We published our first Notice of Proposed Rulemaking (NPR) to
implement the December 1996 MOU on October 2, 1997 (62 FR 51614-51618).
In response to the NPR, we received comments from Chevron U.S.A.
Production Company and Chevron Pipe Line Company. They stated that the
proposed rule did not appear to allow OCS producer-operated pipelines
to remain under DOT regulatory responsibility. This was because both
the 1996 MOU and the NPR:
1. Described boundaries in terms of points on pipelines where
operating responsibility transfers from a producing operator to a
transporting operator.
2. Did not address the producer-operated pipelines that cross the
OCS/State boundary into State waters without first connecting to a
transporter-operated facility.
3. Did not address producer lines that flow from wells in State
waters to production platforms on the Federal OCS.
Regulating Producer-Operated Pipelines
Valves are the principal means of isolating one segment of a
pipeline from another. Thus, a valve location is the best place to
establish a regulatory boundary for a pipeline that crosses two
jurisdictions. By contrast, a purely geographic boundary--such as the
OCS/State boundary--does not allow for the isolation of conditions from
one side of the boundary to the other and is therefore not as desirable
as a valve for establishing a regulatory boundary. Still, in many cases
it is unavoidable that a geographic boundary will serve as the
regulatory boundary.
Concerning producer-operated pipelines that cross into State waters
without first connecting to a transporting operator's facility, we have
determined for this proposal that pipeline segments upstream (generally
seaward) of the last valve on the last OCS production facility should
be operated under DOI regulatory responsibility. DOI's regulatory
responsibility would include the last valve on the last production
facility and any related safety equipment, such as pressure safety-high
and pressure safety-low (PSHL) sensors. Under this new interpretation,
DOT would have regulatory responsibility for the pipeline segments
shoreward of the last valve. For all of these downstream pipeline
segments, DOT would have authority to inspect upstream safety equipment
(including valves, over-pressure protection devices, cathodic
protection equipment, and pigging devices, etc.) that may serve to
protect the integrity of the DOT-regulated pipeline segments.

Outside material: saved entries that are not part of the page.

//! vegan `mrpp` output.
//!
//! Two lines carry the result:
//!
//! ```text
//! Chance corrected within-group agreement A: 0.1234
//! Significance of delta: 0.001
//! ```

use super::float::{parse_float, parse_p_value, FloatBounds};
use super::split_at_sentinel;
use crate::data::ParsedStatResult;
use crate::error::{CompareError, Result};

const A_PREFIX: &str = "Chance corrected";
const SIGNIFICANCE_PREFIX: &str = "Significance of delta:";

/// Parse MRPP output into `(A, p)`.
pub fn parse_mrpp<S: AsRef<str>>(lines: &[S]) -> Result<ParsedStatResult> {
    let mut effect_size = None;
    let mut p_value = None;

    for line in lines.iter().map(|l| l.as_ref().trim()) {
        if line.starts_with(A_PREFIX) {
            let tokens: Vec<&str> = line.split_whitespace().collect();
            if tokens.len() != 6 {
                return Err(CompareError::unparsable_line(line));
            }
            effect_size = Some(parse_float(tokens[5], FloatBounds::unbounded())?);
        } else if line.starts_with(SIGNIFICANCE_PREFIX) {
            p_value = Some(match split_at_sentinel(line) {
                (tokens, true) if tokens.len() == 3 => None,
                (tokens, false) if tokens.len() == 4 => Some(parse_p_value(tokens[3])?),
                _ => return Err(CompareError::unparsable_line(line)),
            });
        }

        if effect_size.is_some() && p_value.is_some() {
            break;
        }
    }

    match (effect_size, p_value) {
        (Some(effect_size), Some(p_value)) => Ok(ParsedStatResult {
            effect_size,
            p_value,
        }),
        _ => Err(CompareError::unparsable_file("mrpp")),
    }
}

#[cfg(test)]
mod tests {
    use super::*;
    use crate::parse::too_few_iters;
    use approx::assert_relative_eq;

    const OUTPUT: &str = "
Call:
mrpp(dat = qiime.data$distmat, grouping = qiime.data$map[[opts$category]],      permutations = opts$num_permutations)

Dissimilarity index:
Weights for groups:  n

Class means and counts:

      Control Fast
delta 0.6303  0.6145
n     8       8

Chance corrected within-group agreement A: 0.04927
Based on observed delta 0.6224 and expected delta 0.6547

Significance of delta: 0.001
Permutation: free
Number of permutations: 999
";

    #[test]
    fn test_parse_mrpp() {
        let lines: Vec<&str> = OUTPUT.lines().collect();
        let result = parse_mrpp(&lines).unwrap();
        assert_relative_eq!(result.effect_size, 0.04927);
        assert_eq!(result.p_value, Some(0.001));
    }

    #[test]
    fn test_missing_significance() {
        let lines: Vec<&str> = OUTPUT
            .lines()
            .filter(|l| !l.starts_with("Significance"))
            .collect();
        assert!(matches!(
            parse_mrpp(&lines),
            Err(CompareError::UnparsableFile { ref method }) if method == "mrpp"
        ));
    }

    #[test]
    fn test_malformed_agreement_line() {
        let lines = [
            "Chance corrected within-group agreement: 0.04927",
            "Significance of delta: 0.001",
        ];
        assert!(matches!(
            parse_mrpp(&lines),
            Err(CompareError::UnparsableLine { .. })
        ));
    }

    #[test]
    fn test_too_few_iters() {
        let significance = format!("Significance of delta: {}", too_few_iters(5));
        let lines = ["Chance corrected within-group agreement A: 0.04927", significance.as_str()];
        let result = parse_mrpp(&lines).unwrap();
        assert_relative_eq!(result.effect_size, 0.04927);
        assert_eq!(result.p_value, None);
    }

    #[test]
    fn test_negative_agreement() {
        let lines = [
            "Chance corrected within-group agreement A: -0.0112",
            "Significance of delta: 0.734",
        ];
        let result = parse_mrpp(&lines).unwrap();
        assert_relative_eq!(result.effect_size, -0.0112);
        assert_eq!(result.p_value, Some(0.734));
    }
}
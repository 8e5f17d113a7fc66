//! vegan `permutest.betadisper` (PERMDISP) output.
//!
//! ```text
//! No. of permutations: 999
//! ...
//! Response: Distances
//!           Df   Sum Sq  Mean Sq      F N.Perm Pr(>F)
//! Groups     1 0.003031 0.003031 0.1884    999  0.685
//! Residuals 14 0.225249 0.016089
//! ```

use super::float::{parse_float, parse_p_value, FloatBounds};
use super::split_at_sentinel;
use crate::data::ParsedStatResult;
use crate::error::{CompareError, Result};

const PERMUTATIONS_MARKER: &str = "No. of permutations:";

/// Parse PERMDISP output into `(F, p)`.
pub fn parse_permdisp<S: AsRef<str>>(lines: &[S]) -> Result<ParsedStatResult> {
    let line = lines
        .iter()
        .map(|l| l.as_ref().trim())
        .skip_while(|l| !l.starts_with(PERMUTATIONS_MARKER))
        .find(|l| l.starts_with("Groups"))
        .ok_or_else(|| CompareError::unparsable_file("permdisp"))?;

    let (tokens, too_few_iters) = split_at_sentinel(line);
    let p_token = match (too_few_iters, tokens.len()) {
        (true, 6) => None,
        (false, 7) | (false, 8) => Some(tokens[6]),
        _ => return Err(CompareError::unparsable_line(line)),
    };

    let effect_size = parse_float(tokens[4], FloatBounds::unbounded())?;
    let p_value = p_token.map(parse_p_value).transpose()?;
    Ok(ParsedStatResult {
        effect_size,
        p_value,
    })
}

For any OCS pipeline segment that DOT has determined to be ``DOT
non-jurisdictional,'' the OCS portion of the pipeline would be subject
to MMS regulation, and the portion of the pipeline that lies in State
waters would be under State jurisdiction.
If a producer-operated pipeline has a subsea valve located on the
OCS and shoreward of the last OCS production facility, the operator may
choose that valve as the boundary between DOI and DOT regulatory
responsibility.
Under this proposed rule, producer pipelines upstream (generally
seaward) of the last valve on the OCS and any related safety equipment,
such as PSHL sensors, would be regulated under DOI (MMS) regulations
consistent with the MOU. Paragraph (c)(6) under Sec. 250.1000 in the
proposed rule addresses producer-operated pipelines that cross directly
into State waters without first connecting to a transporter-operated
pipeline.
Without this revision, all such pipelines would remain subject to
DOT regulations for design, construction, operation, and maintenance.
This includes about 35 producers in Gulf of Mexico (GOM) OCS waters and
10 producers in California OCS waters. This would be contrary to the
intent of the API-industry agreement and the MOU, which is for DOI to
regulate producer-operated pipelines and DOT to regulate transporter-
operated pipelines.
Several pipeline operators have expressed confusion because MMS and
RSPA did not apply the policies of the MOU to all pipelines in their
previous rulemakings. DOT-regulated pipelines are still crossing MMS-
regulated production facilities, causing regulatory and jurisdictional
confusion. (This
[[Page 53300]]
proposal will reduce but not eliminate these situations.) Currently,
about 215 of the approximately 375 pipelines crossing the Federal/State
boundary are not being regulated according to the intent of the MOU.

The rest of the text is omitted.